Just a short drive from Washington, D.C., this Northern Virginia park offers many outdoor activities and programs. It has hiking trails, 3 miles of paved multi-use trails, a large picnic area, a playground, a car-top canoe launch and a visitor center. Canoe, kayak and bicycle rentals are also available. Bird watching, especially for American bald eagles, and guided canoe trips of Kane's Creek and Belmont Bay are favorites with park visitors. The park's wetlands, forest, open water, ponds and open fields make it ideal for environmental study and wildlife observation.
The park is open from 8 am to dusk, year-round with most visiting from Memorial Day to labor Day
(Note: Many places fill to capacity on busy, nice weather days, especially holiday weekends. Please call ahead or visit the official website to get the most up-to-date information before visiting.)
Parking/Admission: $4 per car on weekdays, $5 per car on weekends, $12 per bus.
More than six miles of unpaved hiking trails and three miles of paved multi-use trails wind through the park providing a glimpse of nature by the bay. Elevated walkways allow visitors to explore some of the marsh areas in the park. Bikes can be rented at the visitor center.
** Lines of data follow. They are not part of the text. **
//! Contiguous-Memory Allocation Simulator
//!
//! Simulates contiguous allocation over a single fixed-size address space,
//! the way early multiprogramming systems placed whole processes in memory.
//!
//! ## Features
//!
//! - **Four placement policies**: first-fit, best-fit, worst-fit, next-fit
//! - **Block splitting** on partial allocation
//! - **Automatic coalescing** of adjacent free blocks on release
//! - **External-fragmentation metric** over the free block set
//! - **TOML seed layouts** for custom initial memory maps
//!
//! ## Example Usage
//!
//! ```rust
//! use memsim::{MemoryManager, PlacementPolicy};
//!
//! // Boot the fixed 1135 KB layout
//! let mut memory = MemoryManager::new();
//!
//! // First-fit allocation splits the first suitable free block
//! memory.allocate(10, "Process-E").unwrap();
//! assert_eq!(memory.used_memory(), 994);
//!
//! // Switch algorithms without disturbing the ledger
//! memory.set_policy(PlacementPolicy::BestFit);
//!
//! // Release merges adjacent free blocks back together
//! memory.deallocate("Process-E").unwrap();
//! assert_eq!(memory.used_memory(), 984);
//!
//! let stats = memory.stats();
//! assert_eq!(stats.total, stats.used + stats.free);
//! ```
//!
//! ## Architecture
//!
//! ```text
//! ┌─────────────────────────────────────────────┐
//! │ MemoryManager (engine)                      │
//! │  - active PlacementPolicy + next-fit cursor │
//! │  - used/total counters                      │
//! ├─────────────────────────────────────────────┤
//! │ BlockLedger                                 │
//! │  - ordered, gap-free block sequence         │
//! │  - split_at / release_owner / merge_free    │
//! ├─────────────────────────────────────────────┤
//! │ SeedLayout                                  │
//! │  - fixed boot layout or TOML file           │
//! └─────────────────────────────────────────────┘
//! ```
//!
//! Display layers (the `memsim` binary, or any GUI) consume read-only
//! snapshots via [`MemoryManager::blocks`] and [`MemoryManager::stats`] and
//! own no allocation state.

pub mod block;
pub mod engine;
pub mod error;
pub mod layout;
pub mod ledger;
pub mod policy;

// Re-export commonly used types
pub use block::{BlockSnapshot, MemoryBlock};
pub use engine::{MemoryManager, MemoryStats};
pub use error::{MemSimError, Result};
pub use layout::{SeedLayout, SeedRegion};
pub use ledger::BlockLedger;
pub use policy::PlacementPolicy;

/// Simulator version
pub const VERSION: &str = env!("CARGO_PKG_VERSION");
//! Repository abstractions for data access.
//!
//! Repositories provide a clean interface for database operations,
//! hiding the `SeaORM` implementation details from the rest of the application.

pub mod dispatcher;
pub mod facade;
pub mod outbox;
pub mod policy_rule;
pub mod workflow;

pub use dispatcher::{DispatchReport, Dispatcher, EventSink, LoggingSink, MemorySink};
pub use facade::{
    Facade, NewDocumentObligation, NewDocumentVersion, NewLedgerEntry, SideEffects, WriteOutcome,
};
pub use outbox::OutboxRepository;
pub use policy_rule::{CreatePolicyRuleInput, PolicyRuleRepository, SupersedeRuleInput};
pub use workflow::{
    AddTaskInput, InitialTaskInput, StartInstanceInput, StartedInstance, WorkflowRepository,
};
For those with a valid Virginia fishing license, fresh and brackish water fishing are available. Car-top launch facilities are available; however there are no facilities for trailer launching. The picnic areas include drinking water, grills, restroom facilities, picnic tables, and a playground.
Park interpretive programs include: beachcombing, pond studies, birdwatching, canoe trips, fishing clinic, active volunteer program, night hikes, teacher workshops, and evening programs. The Junior Ranger program is a three-day activity for children ages 6 to 11. It offers a hands-on environmental education experience that promotes stewardship and strong conservation, recreation and protection ethics. For those who like to hike, there are more than three miles of hiking trails that wind through the park providing a glimpse of nature by the bay. Elevated walkways allow visitors to explore some of the marsh areas in the park.
The Environmental Education Center provides an opportunity for teachers to conduct environmental studies in natural settings. In addition, the park participates in Virginia's State Parks: Your Backyard Classroom program.The Elizabeth Hartwell Environmental Education Center features exhibits on the plant and animal life of the area, local history, hands-on activities, a resource library, volunteer exhibits and roving interpretive displays.
Car-top boat launch facilities available; no facilities for trailer launching. From April through October, rent a kayak or canoe for an hour or all day to explore Belmont Bay or Kane's Creek. Bikes can be rented at the visitor center.
Picnic area and restrooms are accessible. Playground is fully accessible. The visitor center is fully accessible. There are six handicap parking spaces. The park office is also accessible. A fully accessible paved hiking trail has breathtaking views of Belmont Bay. The trail is about 300 yards long and terminates at the accessible observation platform overlooking the bay.
During the War of 1812, the British navy sailed by Mason Neck several times.
British Capt. James Gordon initially sailed up the Potomac River in August 1814 with his eyes on Washington. But the British grounded several of their ships and suffered through a violent storm.
In Alexandria, the British convinced residents to surrender and spent several days looting the city’s public stores and warehouses.
As the squadron sailed back down the Potomac, American troops fired at it from the White House Gun Battery, located on the bluffs of Gunston Cove across from Mason Neck.
Today the battery site is on the grounds of Fort Belvoir.
Between September 2 and 5, fighting between the battery and British ships escalated, until the American troops were forced to withdraw.